Après des années de scène, le plaisir et l’excitation sont-ils intacts ? Chaque concert vous offre-t-il son lot d’émotions voire de surprises ? 
S.C
: Oui, pas de routine. Toujours envie d’aller plus loin dans la qualité, creuser de nouvelles idées. Jouer le plus possible sur scène.
O.P
: Oh oui !! Pas encore blasé … sinon stop je pars faire du vin ou du fromage. 

Comment voyez-vous la scène actuelle et la musique en général ? L’argent peut-il tuer l’art ? 
O.P
: La musique de divertissement de masse me désole un peu, trop de tromperie et de foutage de gueule. C’est d’ailleurs ça qui « tue » l’art.

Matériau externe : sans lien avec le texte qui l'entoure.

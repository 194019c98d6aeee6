pub mod health;

use axum::{
    routing::{get, post},
    Router,
};

use crate::analysis::handlers;
use crate::state::AppState;

pub fn build_router(state: AppState) -> Router {
    Router::new()
        .route("/health", get(health::health_handler))
        // Catalogs
        .route("/api/v1/skills", get(handlers::handle_list_skills))
        .route(
            "/api/v1/skills/suggest",
            get(handlers::handle_suggest_skills),
        )
        .route("/api/v1/roles", get(handlers::handle_list_roles))
        .route("/api/v1/roles/:id", get(handlers::handle_get_role))
        .route(
            "/api/v1/roles/:id/statistics",
            get(handlers::handle_role_statistics),
        )
        // Analysis pipeline
        .route("/api/v1/analysis", post(handlers::handle_analysis))
        .route("/api/v1/analysis/projects", post(handlers::handle_projects))
        .with_state(state)
}

#[cfg(test)]
mod tests {
    use std::sync::Arc;

    use axum::body::{to_bytes, Body};
    use axum::http::{Request, StatusCode};
    use serde_json::Value;
    use tower::ServiceExt;

    use super::*;
    use crate::analysis::projects::FallbackProjectGenerator;
    use crate::catalog::{RoleCatalog, SkillCatalog};
    use crate::config::Config;

    fn test_state() -> AppState {
        AppState {
            config: Config {
                anthropic_api_key: None,
                stats_api_url: None,
                port: 0,
                rust_log: "info".to_string(),
            },
            skills: Arc::new(SkillCatalog::load().unwrap()),
            roles: Arc::new(RoleCatalog::load().unwrap()),
            projects: Arc::new(FallbackProjectGenerator),
            http: reqwest::Client::new(),
        }
    }

    async fn body_json(body: Body) -> Value {
        let bytes = to_bytes(body, usize::MAX).await.unwrap();
        serde_json::from_slice(&bytes).unwrap()
    }

    #[tokio::test]
    async fn test_health_returns_ok() {
        let app = build_router(test_state());
        let response = app
            .oneshot(Request::builder().uri("/health").body(Body::empty()).unwrap())
            .await
            .unwrap();
        assert_eq!(response.status(), StatusCode::OK);
        let json = body_json(response.into_body()).await;
        assert_eq!(json["status"], "ok");
    }

    #[tokio::test]
    async fn test_unknown_role_is_404_with_error_body() {
        let app = build_router(test_state());
        let response = app
            .oneshot(
                Request::builder()
                    .uri("/api/v1/roles/astronaut")
                    .body(Body::empty())
                    .unwrap(),
            )
            .await
            .unwrap();
        assert_eq!(response.status(), StatusCode::NOT_FOUND);
        let json = body_json(response.into_body()).await;
        assert_eq!(json["error"]["code"], "NOT_FOUND");
    }

    #[tokio::test]
    async fn test_analysis_round_trip() {
        let app = build_router(test_state());
        let body = serde_json::json!({
            "roleId": "frontend-dev",
            "skills": ["html", "css"],
            "horizonMonths": 6
        });
        let response = app
            .oneshot(
                Request::builder()
                    .method("POST")
                    .uri("/api/v1/analysis")
                    .header("content-type", "application/json")
                    .body(Body::from(body.to_string()))
                    .unwrap(),
            )
            .await
            .unwrap();
        assert_eq!(response.status(), StatusCode::OK);

        let json = body_json(response.into_body()).await;
        assert_eq!(json["analysis"]["roleId"], "frontend-dev");
        assert_eq!(json["analysis"]["matchedSkills"], serde_json::json!(["html", "css"]));
        assert!(json["analysis"]["readinessPercent"].is_u64());
        assert!(!json["timeline"].as_array().unwrap().is_empty());
        assert!(!json["resources"].as_array().unwrap().is_empty());
    }

    #[tokio::test]
    async fn test_analysis_rejects_zero_horizon() {
        let app = build_router(test_state());
        let body = serde_json::json!({
            "roleId": "frontend-dev",
            "skills": [],
            "horizonMonths": 0
        });
        let response = app
            .oneshot(
                Request::builder()
                    .method("POST")
                    .uri("/api/v1/analysis")
                    .header("content-type", "application/json")
                    .body(Body::from(body.to_string()))
                    .unwrap(),
            )
            .await
            .unwrap();
        assert_eq!(response.status(), StatusCode::BAD_REQUEST);
    }

    #[tokio::test]
    async fn test_projects_endpoint_uses_fallback_generator() {
        let app = build_router(test_state());
        let body = serde_json::json!({
            "roleId": "data-analyst",
            "skills": ["sql"]
        });
        let response = app
            .oneshot(
                Request::builder()
                    .method("POST")
                    .uri("/api/v1/analysis/projects")
                    .header("content-type", "application/json")
                    .body(Body::from(body.to_string()))
                    .unwrap(),
            )
            .await
            .unwrap();
        assert_eq!(response.status(), StatusCode::OK);

        let json = body_json(response.into_body()).await;
        let projects = json.as_array().unwrap();
        assert!(!projects.is_empty());
        assert!(projects.len() <= 5);
        assert_eq!(projects[0]["difficulty"], "beginner");
    }

    #[tokio::test]
    async fn test_suggest_endpoint_filters_and_excludes() {
        let app = build_router(test_state());
        let response = app
            .oneshot(
                Request::builder()
                    .uri("/api/v1/skills/suggest?q=java&exclude=javascript")
                    .body(Body::empty())
                    .unwrap(),
            )
            .await
            .unwrap();
        assert_eq!(response.status(), StatusCode::OK);
        let json = body_json(response.into_body()).await;
        for skill in json.as_array().unwrap() {
            assert_ne!(skill["id"], "javascript");
        }
    }

    #[tokio::test]
    async fn test_statistics_endpoint_serves_fallback_data() {
        let app = build_router(test_state());
        let response = app
            .oneshot(
                Request::builder()
                    .uri("/api/v1/roles/devops-engineer/statistics")
                    .body(Body::empty())
                    .unwrap(),
            )
            .await
            .unwrap();
        assert_eq!(response.status(), StatusCode::OK);
        let json = body_json(response.into_body()).await;
        assert_eq!(json["statistics"]["medianPay"], "$124,200 per year");
        assert_eq!(
            json["sourceUrl"],
            "https://www.bls.gov/ooh/computer-and-information-technology/software-developers.htm"
        );
    }
}
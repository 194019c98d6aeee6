use std::sync::Arc;

use crate::analysis::projects::ProjectGenerator;
use crate::catalog::{RoleCatalog, SkillCatalog};
use crate::config::Config;

/// Shared application state injected into all route handlers via Axum extractors.
#[derive(Clone)]
pub struct AppState {
    pub config: Config,
    /// Immutable skill catalog, loaded once at startup.
    pub skills: Arc<SkillCatalog>,
    /// Immutable role catalog, loaded once at startup.
    pub roles: Arc<RoleCatalog>,
    /// Pluggable project generator. LLM-backed when ANTHROPIC_API_KEY is
    /// set, deterministic local fallback otherwise.
    pub projects: Arc<dyn ProjectGenerator>,
    /// HTTP client for the optional statistics fetch.
    pub http: reqwest::Client,
}
use axum::{
    extract::{Path, Query, State},
    Json,
};
use serde::{Deserialize, Serialize};
use tracing::info;

use crate::analysis::gap::{analyze_gaps, GapAnalysisResult};
use crate::analysis::projects::ProjectSuggestion;
use crate::analysis::resources::{recommended_resources, RecommendedResource};
use crate::analysis::timeline::{generate_timeline, TimelineEvent, DEFAULT_HORIZON_MONTHS};
use crate::errors::AppError;
use crate::models::role::RoleDefinition;
use crate::models::skill::Skill;
use crate::state::AppState;
use crate::stats::{fetch_job_statistics, outlook_url, JobStatistics};

#[derive(Debug, Deserialize)]
#[serde(rename_all = "camelCase")]
pub struct AnalysisRequest {
    pub role_id: String,
    #[serde(default)]
    pub skills: Vec<String>,
    pub horizon_months: Option<u32>,
}

#[derive(Debug, Serialize)]
pub struct AnalysisResponse {
    pub analysis: GapAnalysisResult,
    pub timeline: Vec<TimelineEvent>,
    pub resources: Vec<RecommendedResource>,
}

#[derive(Debug, Serialize)]
#[serde(rename_all = "camelCase")]
pub struct RoleStatisticsResponse {
    pub statistics: JobStatistics,
    /// Occupational-outlook page the figures are modeled on.
    pub source_url: String,
}

#[derive(Debug, Deserialize)]
pub struct SuggestQuery {
    pub q: String,
    /// Comma-separated skill ids to leave out of the suggestions.
    pub exclude: Option<String>,
}

fn resolve_role<'a>(state: &'a AppState, role_id: &str) -> Result<&'a RoleDefinition, AppError> {
    state
        .roles
        .get(role_id)
        .ok_or_else(|| AppError::NotFound(format!("Role '{role_id}' not found")))
}

/// GET /api/v1/skills
pub async fn handle_list_skills(State(state): State<AppState>) -> Json<Vec<Skill>> {
    Json(state.skills.iter().cloned().collect())
}

/// GET /api/v1/skills/suggest?q=...&exclude=a,b
pub async fn handle_suggest_skills(
    State(state): State<AppState>,
    Query(params): Query<SuggestQuery>,
) -> Json<Vec<Skill>> {
    let exclude: Vec<String> = params
        .exclude
        .as_deref()
        .unwrap_or("")
        .split(',')
        .map(str::trim)
        .filter(|s| !s.is_empty())
        .map(str::to_string)
        .collect();
    let suggestions = state.skills.suggest(&params.q, &exclude);
    Json(suggestions.into_iter().cloned().collect())
}

/// GET /api/v1/roles
pub async fn handle_list_roles(State(state): State<AppState>) -> Json<Vec<RoleDefinition>> {
    Json(state.roles.iter().cloned().collect())
}

/// GET /api/v1/roles/:id
pub async fn handle_get_role(
    State(state): State<AppState>,
    Path(role_id): Path<String>,
) -> Result<Json<RoleDefinition>, AppError> {
    let role = resolve_role(&state, &role_id)?;
    Ok(Json(role.clone()))
}

/// GET /api/v1/roles/:id/statistics
pub async fn handle_role_statistics(
    State(state): State<AppState>,
    Path(role_id): Path<String>,
) -> Result<Json<RoleStatisticsResponse>, AppError> {
    let role = resolve_role(&state, &role_id)?;
    let statistics =
        fetch_job_statistics(&state.http, state.config.stats_api_url.as_deref(), role).await;
    Ok(Json(RoleStatisticsResponse {
        statistics,
        source_url: outlook_url(role),
    }))
}

/// POST /api/v1/analysis
///
/// Runs the pure pipeline in one round trip: gap analysis, timeline, and
/// resource recommendations.
pub async fn handle_analysis(
    State(state): State<AppState>,
    Json(req): Json<AnalysisRequest>,
) -> Result<Json<AnalysisResponse>, AppError> {
    let role = resolve_role(&state, &req.role_id)?;
    let horizon = match req.horizon_months {
        Some(0) => {
            return Err(AppError::Validation(
                "horizonMonths must be a positive integer".to_string(),
            ))
        }
        Some(months) => months,
        None => DEFAULT_HORIZON_MONTHS,
    };

    let analysis = analyze_gaps(&req.skills, role, &state.skills);
    info!(
        "Analyzed {} skills against role {}: {}% ready, {} missing",
        analysis.normalized_user_skills.len(),
        role.id,
        analysis.readiness_percent,
        analysis.missing_skills.len()
    );

    let timeline = generate_timeline(&analysis, &state.skills, role, horizon);
    let resources = recommended_resources(&analysis.missing_skills, &state.skills, Some(role));

    Ok(Json(AnalysisResponse {
        analysis,
        timeline,
        resources,
    }))
}

/// POST /api/v1/analysis/projects
///
/// Re-runs the gap analysis and hands it to the configured project
/// generator. Never fails past role resolution — degraded generator paths
/// fall back locally.
pub async fn handle_projects(
    State(state): State<AppState>,
    Json(req): Json<AnalysisRequest>,
) -> Result<Json<Vec<ProjectSuggestion>>, AppError> {
    let role = resolve_role(&state, &req.role_id)?;
    let analysis = analyze_gaps(&req.skills, role, &state.skills);
    let suggestions = state
        .projects
        .generate(&analysis, &state.skills, role, &req.skills)
        .await;
    Ok(Json(suggestions))
}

L’argent n’y change rien.

Le fait que la musique classique reste considérée comme élitiste, « intello » ou destinée aux plus privilégiés vous semble une fatalité ou un préjugé qui peut et doit disparaître ? 
S.C
: J’ai vraiment l’impression que beaucoup d’efforts sont faits pour casser cette considération. Nous en faisons et souhaitons en faire partie. Concerts gratuits ou places réduites, mélanges des genres, propositions de partenariat aux écoles, MJC, hôpitaux, maisons de retraite, prisons. Je suis en revanche plutôt inquiète quand à l’enseignement public de la musique qui, pour en atteindre plus est en train de perdre dramatiquement en qualité et laisse la porte ouverte aux privés, donc aux privilégiés, ce qui n’est pas le but de départ.
O.P
: Je pense que ce n’est plus vraiment comme cela. Tout circule tellement vite et facilement, que ce soit la musique ou tout le reste, que ces phénomènes de cases s’estompent de plus en plus. C’est possible de faire goûter et apprécier de la musique dite ”classique” à un amateur de métal. Tout est dans l’approche et la manière de faire…C’est plus les musiciens eux-mêmes (classique ou jazz ou autre) qui sont parfois trop sectaires.

Quel est selon vous le plus grand pouvoir de la musique ?
S;C : A-paix-ser
O.P : C’est une porte d’accès pour se relier aux éléments naturels et aux émotions humaines.